[DATA EXTRACTS Boundary: Start]

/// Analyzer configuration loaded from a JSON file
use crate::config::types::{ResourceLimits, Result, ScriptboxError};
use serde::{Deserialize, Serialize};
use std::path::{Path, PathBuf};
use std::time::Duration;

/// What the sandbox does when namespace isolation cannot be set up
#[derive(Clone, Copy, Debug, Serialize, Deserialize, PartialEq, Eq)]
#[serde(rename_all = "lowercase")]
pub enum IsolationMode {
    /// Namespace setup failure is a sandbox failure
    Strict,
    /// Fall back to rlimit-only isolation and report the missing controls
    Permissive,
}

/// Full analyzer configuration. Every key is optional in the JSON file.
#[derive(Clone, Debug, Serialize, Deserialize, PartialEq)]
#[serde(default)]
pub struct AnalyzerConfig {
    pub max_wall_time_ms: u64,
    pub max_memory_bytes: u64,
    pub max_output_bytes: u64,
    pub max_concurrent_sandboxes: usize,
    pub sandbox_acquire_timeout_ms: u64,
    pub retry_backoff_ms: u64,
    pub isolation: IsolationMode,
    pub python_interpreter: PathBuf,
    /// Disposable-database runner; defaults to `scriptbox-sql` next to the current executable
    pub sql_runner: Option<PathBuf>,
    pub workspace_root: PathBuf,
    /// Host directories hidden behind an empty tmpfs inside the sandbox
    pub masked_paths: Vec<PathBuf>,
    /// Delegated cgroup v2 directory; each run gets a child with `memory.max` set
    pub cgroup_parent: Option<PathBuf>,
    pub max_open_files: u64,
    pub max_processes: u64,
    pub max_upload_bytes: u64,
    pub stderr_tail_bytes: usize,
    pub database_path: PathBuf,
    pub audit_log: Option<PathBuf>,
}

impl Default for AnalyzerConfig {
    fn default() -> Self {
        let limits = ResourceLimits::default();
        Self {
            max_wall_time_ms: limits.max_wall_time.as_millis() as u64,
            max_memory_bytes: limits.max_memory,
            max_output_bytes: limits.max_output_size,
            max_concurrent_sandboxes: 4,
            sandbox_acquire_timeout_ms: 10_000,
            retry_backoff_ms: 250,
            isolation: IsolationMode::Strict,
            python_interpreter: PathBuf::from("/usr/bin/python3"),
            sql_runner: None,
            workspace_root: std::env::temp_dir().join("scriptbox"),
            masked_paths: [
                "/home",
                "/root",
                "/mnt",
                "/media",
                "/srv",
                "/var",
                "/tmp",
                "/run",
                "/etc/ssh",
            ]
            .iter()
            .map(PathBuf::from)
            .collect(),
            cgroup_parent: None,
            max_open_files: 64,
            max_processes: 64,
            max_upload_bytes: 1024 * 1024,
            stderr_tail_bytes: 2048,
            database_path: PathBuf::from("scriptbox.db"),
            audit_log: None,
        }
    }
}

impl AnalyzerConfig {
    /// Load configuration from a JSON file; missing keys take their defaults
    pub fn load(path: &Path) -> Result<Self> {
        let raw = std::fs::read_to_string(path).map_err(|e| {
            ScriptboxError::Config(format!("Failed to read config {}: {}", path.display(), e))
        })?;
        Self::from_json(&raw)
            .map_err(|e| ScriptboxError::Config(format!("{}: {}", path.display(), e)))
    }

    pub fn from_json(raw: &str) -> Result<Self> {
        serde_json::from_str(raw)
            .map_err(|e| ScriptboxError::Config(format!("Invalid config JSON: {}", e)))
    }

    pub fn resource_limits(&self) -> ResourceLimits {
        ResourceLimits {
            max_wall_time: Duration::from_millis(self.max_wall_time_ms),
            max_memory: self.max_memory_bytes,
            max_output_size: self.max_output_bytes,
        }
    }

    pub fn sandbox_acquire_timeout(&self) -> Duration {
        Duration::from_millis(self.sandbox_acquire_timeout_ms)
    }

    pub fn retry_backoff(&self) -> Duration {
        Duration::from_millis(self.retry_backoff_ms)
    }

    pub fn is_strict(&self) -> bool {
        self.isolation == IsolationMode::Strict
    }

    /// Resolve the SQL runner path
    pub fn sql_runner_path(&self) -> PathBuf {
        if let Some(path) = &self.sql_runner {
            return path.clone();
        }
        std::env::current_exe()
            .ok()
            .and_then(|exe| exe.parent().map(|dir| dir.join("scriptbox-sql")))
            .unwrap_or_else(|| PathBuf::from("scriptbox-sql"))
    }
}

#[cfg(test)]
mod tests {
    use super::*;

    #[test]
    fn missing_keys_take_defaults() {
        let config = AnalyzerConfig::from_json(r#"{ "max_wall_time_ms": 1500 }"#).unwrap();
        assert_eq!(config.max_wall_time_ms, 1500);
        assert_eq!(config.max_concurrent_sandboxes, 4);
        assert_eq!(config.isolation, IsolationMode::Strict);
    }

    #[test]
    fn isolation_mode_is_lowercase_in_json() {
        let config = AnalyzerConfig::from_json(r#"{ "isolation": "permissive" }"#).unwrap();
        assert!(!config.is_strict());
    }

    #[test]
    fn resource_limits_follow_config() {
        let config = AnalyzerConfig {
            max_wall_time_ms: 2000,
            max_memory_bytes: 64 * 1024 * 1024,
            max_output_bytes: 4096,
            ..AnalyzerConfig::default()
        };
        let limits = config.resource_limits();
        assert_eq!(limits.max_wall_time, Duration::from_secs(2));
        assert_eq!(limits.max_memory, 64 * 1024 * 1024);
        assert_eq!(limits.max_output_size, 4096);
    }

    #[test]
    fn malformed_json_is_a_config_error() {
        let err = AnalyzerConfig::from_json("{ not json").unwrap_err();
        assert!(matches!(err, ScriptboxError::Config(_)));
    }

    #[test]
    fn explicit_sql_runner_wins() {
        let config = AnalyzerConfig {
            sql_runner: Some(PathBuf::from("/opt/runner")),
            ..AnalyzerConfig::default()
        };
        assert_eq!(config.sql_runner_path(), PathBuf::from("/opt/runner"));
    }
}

[DATA EXTRACTS Boundary: End]

WHAT THE TASK ASKS
Each record above needs to be given again exactly as written.

TASK ANSWER
/// Analyzer configuration loaded from a JSON file
use crate::config::types::{ResourceLimits, Result, ScriptboxError};
use serde::{Deserialize, Serialize};
use std::path::{Path, PathBuf};
use std::time::Duration;

/// What the sandbox does when namespace isolation cannot be set up
#[derive(Clone, Copy, Debug, Serialize, Deserialize, PartialEq, Eq)]
#[serde(rename_all = "lowercase")]
pub enum IsolationMode {
    /// Namespace setup failure is a sandbox failure
    Strict,
    /// Fall back to rlimit-only isolation and report the missing controls
    Permissive,
}

/// Full analyzer configuration. Every key is optional in the JSON file.
#[derive(Clone, Debug, Serialize, Deserialize, PartialEq)]
#[serde(default)]
pub struct AnalyzerConfig {
    pub max_wall_time_ms: u64,
    pub max_memory_bytes: u64,
    pub max_output_bytes: u64,
    pub max_concurrent_sandboxes: usize,
    pub sandbox_acquire_timeout_ms: u64,
    pub retry_backoff_ms: u64,
    pub isolation: IsolationMode,
    pub python_interpreter: PathBuf,
    /// Disposable-database runner; defaults to `scriptbox-sql` next to the current executable
    pub sql_runner: Option<PathBuf>,
    pub workspace_root: PathBuf,
    /// Host directories hidden behind an empty tmpfs inside the sandbox
    pub masked_paths: Vec<PathBuf>,
    /// Delegated cgroup v2 directory; each run gets a child with `memory.max` set
    pub cgroup_parent: Option<PathBuf>,
    pub max_open_files: u64,
    pub max_processes: u64,
    pub max_upload_bytes: u64,
    pub stderr_tail_bytes: usize,
    pub database_path: PathBuf,
    pub audit_log: Option<PathBuf>,
}

impl Default for AnalyzerConfig {
    fn default() -> Self {
        let limits = ResourceLimits::default();
        Self {
            max_wall_time_ms: limits.max_wall_time.as_millis() as u64,
            max_memory_bytes: limits.max_memory,
            max_output_bytes: limits.max_output_size,
            max_concurrent_sandboxes: 4,
            sandbox_acquire_timeout_ms: 10_000,
            retry_backoff_ms: 250,
            isolation: IsolationMode::Strict,
            python_interpreter: PathBuf::from("/usr/bin/python3"),
            sql_runner: None,
            workspace_root: std::env::temp_dir().join("scriptbox"),
            masked_paths: [
                "/home",
                "/root",
                "/mnt",
                "/media",
                "/srv",
                "/var",
                "/tmp",
                "/run",
                "/etc/ssh",
            ]
            .iter()
            .map(PathBuf::from)
            .collect(),
            cgroup_parent: None,
            max_open_files: 64,
            max_processes: 64,
            max_upload_bytes: 1024 * 1024,
            stderr_tail_bytes: 2048,
            database_path: PathBuf::from("scriptbox.db"),
            audit_log: None,
        }
    }
}

impl AnalyzerConfig {
    /// Load configuration from a JSON file; missing keys take their defaults
    pub fn load(path: &Path) -> Result<Self> {
        let raw = std::fs::read_to_string(path).map_err(|e| {
            ScriptboxError::Config(format!("Failed to read config {}: {}", path.display(), e))
        })?;
        Self::from_json(&raw)
            .map_err(|e| ScriptboxError::Config(format!("{}: {}", path.display(), e)))
    }

    pub fn from_json(raw: &str) -> Result<Self> {
        serde_json::from_str(raw)
            .map_err(|e| ScriptboxError::Config(format!("Invalid config JSON: {}", e)))
    }

    pub fn resource_limits(&self) -> ResourceLimits {
        ResourceLimits {
            max_wall_time: Duration::from_millis(self.max_wall_time_ms),
            max_memory: self.max_memory_bytes,
            max_output_size: self.max_output_bytes,
        }
    }

    pub fn sandbox_acquire_timeout(&self) -> Duration {
        Duration::from_millis(self.sandbox_acquire_timeout_ms)
    }

    pub fn retry_backoff(&self) -> Duration {
        Duration::from_millis(self.retry_backoff_ms)
    }

    pub fn is_strict(&self) -> bool {
        self.isolation == IsolationMode::Strict
    }

    /// Resolve the SQL runner path
    pub fn sql_runner_path(&self) -> PathBuf {
        if let Some(path) = &self.sql_runner {
            return path.clone();
        }
        std::env::current_exe()
            .ok()
            .and_then(|exe| exe.parent().map(|dir| dir.join("scriptbox-sql")))
            .unwrap_or_else(|| PathBuf::from("scriptbox-sql"))
    }
}

#[cfg(test)]
mod tests {
    use super::*;

    #[test]
    fn missing_keys_take_defaults() {
        let config = AnalyzerConfig::from_json(r#"{ "max_wall_time_ms": 1500 }"#).unwrap();
        assert_eq!(config.max_wall_time_ms, 1500);
        assert_eq!(config.max_concurrent_sandboxes, 4);
        assert_eq!(config.isolation, IsolationMode::Strict);
    }

    #[test]
    fn isolation_mode_is_lowercase_in_json() {
        let config = AnalyzerConfig::from_json(r#"{ "isolation": "permissive" }"#).unwrap();
        assert!(!config.is_strict());
    }

    #[test]
    fn resource_limits_follow_config() {
        let config = AnalyzerConfig {
            max_wall_time_ms: 2000,
            max_memory_bytes: 64 * 1024 * 1024,
            max_output_bytes: 4096,
            ..AnalyzerConfig::default()
        };
        let limits = config.resource_limits();
        assert_eq!(limits.max_wall_time, Duration::from_secs(2));
        assert_eq!(limits.max_memory, 64 * 1024 * 1024);
        assert_eq!(limits.max_output_size, 4096);
    }

    #[test]
    fn malformed_json_is_a_config_error() {
        let err = AnalyzerConfig::from_json("{ not json").unwrap_err();
        assert!(matches!(err, ScriptboxError::Config(_)));
    }

    #[test]
    fn explicit_sql_runner_wins() {
        let config = AnalyzerConfig {
            sql_runner: Some(PathBuf::from("/opt/runner")),
            ..AnalyzerConfig::default()
        };
        assert_eq!(config.sql_runner_path(), PathBuf::from("/opt/runner"));
    }
}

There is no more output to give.